EXERCISE DETAILS: Every entry should be copied exactly, with nothing added or dropped.
BEGIN EXCERPTED RECORDS
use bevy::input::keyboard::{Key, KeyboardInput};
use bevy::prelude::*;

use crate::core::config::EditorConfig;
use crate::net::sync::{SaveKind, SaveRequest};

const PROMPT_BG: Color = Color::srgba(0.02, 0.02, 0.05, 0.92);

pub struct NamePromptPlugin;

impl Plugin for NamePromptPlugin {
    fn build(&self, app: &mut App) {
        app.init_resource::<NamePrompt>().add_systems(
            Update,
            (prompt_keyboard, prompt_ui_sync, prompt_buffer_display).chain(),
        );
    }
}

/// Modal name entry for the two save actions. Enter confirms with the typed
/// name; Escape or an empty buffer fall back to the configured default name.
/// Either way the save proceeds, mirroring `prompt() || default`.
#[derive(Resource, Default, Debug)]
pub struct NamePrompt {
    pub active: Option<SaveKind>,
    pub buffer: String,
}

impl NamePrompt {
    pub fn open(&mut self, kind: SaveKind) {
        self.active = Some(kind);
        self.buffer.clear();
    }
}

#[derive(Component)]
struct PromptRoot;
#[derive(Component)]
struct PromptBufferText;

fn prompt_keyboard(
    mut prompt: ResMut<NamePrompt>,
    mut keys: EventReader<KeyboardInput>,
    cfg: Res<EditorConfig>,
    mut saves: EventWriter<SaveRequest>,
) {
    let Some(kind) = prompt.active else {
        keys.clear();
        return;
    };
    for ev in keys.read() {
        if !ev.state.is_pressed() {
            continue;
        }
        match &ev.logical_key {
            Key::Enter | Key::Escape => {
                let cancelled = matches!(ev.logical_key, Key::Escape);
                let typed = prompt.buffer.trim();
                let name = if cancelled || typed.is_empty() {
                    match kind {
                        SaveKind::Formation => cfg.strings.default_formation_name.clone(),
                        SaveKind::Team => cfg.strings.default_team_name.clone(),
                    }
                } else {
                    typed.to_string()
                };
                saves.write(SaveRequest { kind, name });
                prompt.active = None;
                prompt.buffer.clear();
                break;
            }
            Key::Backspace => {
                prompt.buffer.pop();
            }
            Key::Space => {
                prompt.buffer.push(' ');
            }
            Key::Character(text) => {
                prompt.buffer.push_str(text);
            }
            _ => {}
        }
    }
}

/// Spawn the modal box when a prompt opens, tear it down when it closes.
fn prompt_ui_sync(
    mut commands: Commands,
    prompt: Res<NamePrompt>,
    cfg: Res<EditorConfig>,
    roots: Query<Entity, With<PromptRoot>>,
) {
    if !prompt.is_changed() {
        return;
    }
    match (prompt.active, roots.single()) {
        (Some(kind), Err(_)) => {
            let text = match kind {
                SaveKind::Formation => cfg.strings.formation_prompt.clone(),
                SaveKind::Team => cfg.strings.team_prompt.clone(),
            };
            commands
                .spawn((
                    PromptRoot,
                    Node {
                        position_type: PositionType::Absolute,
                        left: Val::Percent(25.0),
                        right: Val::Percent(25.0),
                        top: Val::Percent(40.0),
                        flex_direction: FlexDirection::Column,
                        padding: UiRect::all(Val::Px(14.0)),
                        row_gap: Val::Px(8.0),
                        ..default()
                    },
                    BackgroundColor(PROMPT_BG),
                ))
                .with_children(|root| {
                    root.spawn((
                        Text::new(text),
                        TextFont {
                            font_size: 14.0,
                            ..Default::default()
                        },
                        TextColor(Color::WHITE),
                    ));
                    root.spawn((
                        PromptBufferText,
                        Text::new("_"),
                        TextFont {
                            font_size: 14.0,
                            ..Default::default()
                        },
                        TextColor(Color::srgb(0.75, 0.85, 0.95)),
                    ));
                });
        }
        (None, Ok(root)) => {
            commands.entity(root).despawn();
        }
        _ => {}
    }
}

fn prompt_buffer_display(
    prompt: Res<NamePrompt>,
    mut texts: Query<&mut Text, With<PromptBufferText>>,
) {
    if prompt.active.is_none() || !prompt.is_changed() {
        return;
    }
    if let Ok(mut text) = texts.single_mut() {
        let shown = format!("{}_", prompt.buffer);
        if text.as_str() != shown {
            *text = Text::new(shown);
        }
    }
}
END EXCERPTED RECORDS
ANSWER FOR THIS EXERCISE:
use bevy::input::keyboard::{Key, KeyboardInput};
use bevy::prelude::*;

use crate::core::config::EditorConfig;
use crate::net::sync::{SaveKind, SaveRequest};

const PROMPT_BG: Color = Color::srgba(0.02, 0.02, 0.05, 0.92);

pub struct NamePromptPlugin;

impl Plugin for NamePromptPlugin {
    fn build(&self, app: &mut App) {
        app.init_resource::<NamePrompt>().add_systems(
            Update,
            (prompt_keyboard, prompt_ui_sync, prompt_buffer_display).chain(),
        );
    }
}

/// Modal name entry for the two save actions. Enter confirms with the typed
/// name; Escape or an empty buffer fall back to the configured default name.
/// Either way the save proceeds, mirroring `prompt() || default`.
#[derive(Resource, Default, Debug)]
pub struct NamePrompt {
    pub active: Option<SaveKind>,
    pub buffer: String,
}

impl NamePrompt {
    pub fn open(&mut self, kind: SaveKind) {
        self.active = Some(kind);
        self.buffer.clear();
    }
}

#[derive(Component)]
struct PromptRoot;
#[derive(Component)]
struct PromptBufferText;

fn prompt_keyboard(
    mut prompt: ResMut<NamePrompt>,
    mut keys: EventReader<KeyboardInput>,
    cfg: Res<EditorConfig>,
    mut saves: EventWriter<SaveRequest>,
) {
    let Some(kind) = prompt.active else {
        keys.clear();
        return;
    };
    for ev in keys.read() {
        if !ev.state.is_pressed() {
            continue;
        }
        match &ev.logical_key {
            Key::Enter | Key::Escape => {
                let cancelled = matches!(ev.logical_key, Key::Escape);
                let typed = prompt.buffer.trim();
                let name = if cancelled || typed.is_empty() {
                    match kind {
                        SaveKind::Formation => cfg.strings.default_formation_name.clone(),
                        SaveKind::Team => cfg.strings.default_team_name.clone(),
                    }
                } else {
                    typed.to_string()
                };
                saves.write(SaveRequest { kind, name });
                prompt.active = None;
                prompt.buffer.clear();
                break;
            }
            Key::Backspace => {
                prompt.buffer.pop();
            }
            Key::Space => {
                prompt.buffer.push(' ');
            }
            Key::Character(text) => {
                prompt.buffer.push_str(text);
            }
            _ => {}
        }
    }
}

/// Spawn the modal box when a prompt opens, tear it down when it closes.
fn prompt_ui_sync(
    mut commands: Commands,
    prompt: Res<NamePrompt>,
    cfg: Res<EditorConfig>,
    roots: Query<Entity, With<PromptRoot>>,
) {
    if !prompt.is_changed() {
        return;
    }
    match (prompt.active, roots.single()) {
        (Some(kind), Err(_)) => {
            let text = match kind {
                SaveKind::Formation => cfg.strings.formation_prompt.clone(),
                SaveKind::Team => cfg.strings.team_prompt.clone(),
            };
            commands
                .spawn((
                    PromptRoot,
                    Node {
                        position_type: PositionType::Absolute,
                        left: Val::Percent(25.0),
                        right: Val::Percent(25.0),
                        top: Val::Percent(40.0),
                        flex_direction: FlexDirection::Column,
                        padding: UiRect::all(Val::Px(14.0)),
                        row_gap: Val::Px(8.0),
                        ..default()
                    },
                    BackgroundColor(PROMPT_BG),
                ))
                .with_children(|root| {
                    root.spawn((
                        Text::new(text),
                        TextFont {
                            font_size: 14.0,
                            ..Default::default()
                        },
                        TextColor(Color::WHITE),
                    ));
                    root.spawn((
                        PromptBufferText,
                        Text::new("_"),
                        TextFont {
                            font_size: 14.0,
                            ..Default::default()
                        },
                        TextColor(Color::srgb(0.75, 0.85, 0.95)),
                    ));
                });
        }
        (None, Ok(root)) => {
            commands.entity(root).despawn();
        }
        _ => {}
    }
}

fn prompt_buffer_display(
    prompt: Res<NamePrompt>,
    mut texts: Query<&mut Text, With<PromptBufferText>>,
) {
    if prompt.active.is_none() || !prompt.is_changed() {
        return;
    }
    if let Ok(mut text) = texts.single_mut() {
        let shown = format!("{}_", prompt.buffer);
        if text.as_str() != shown {
            *text = Text::new(shown);
        }
    }
}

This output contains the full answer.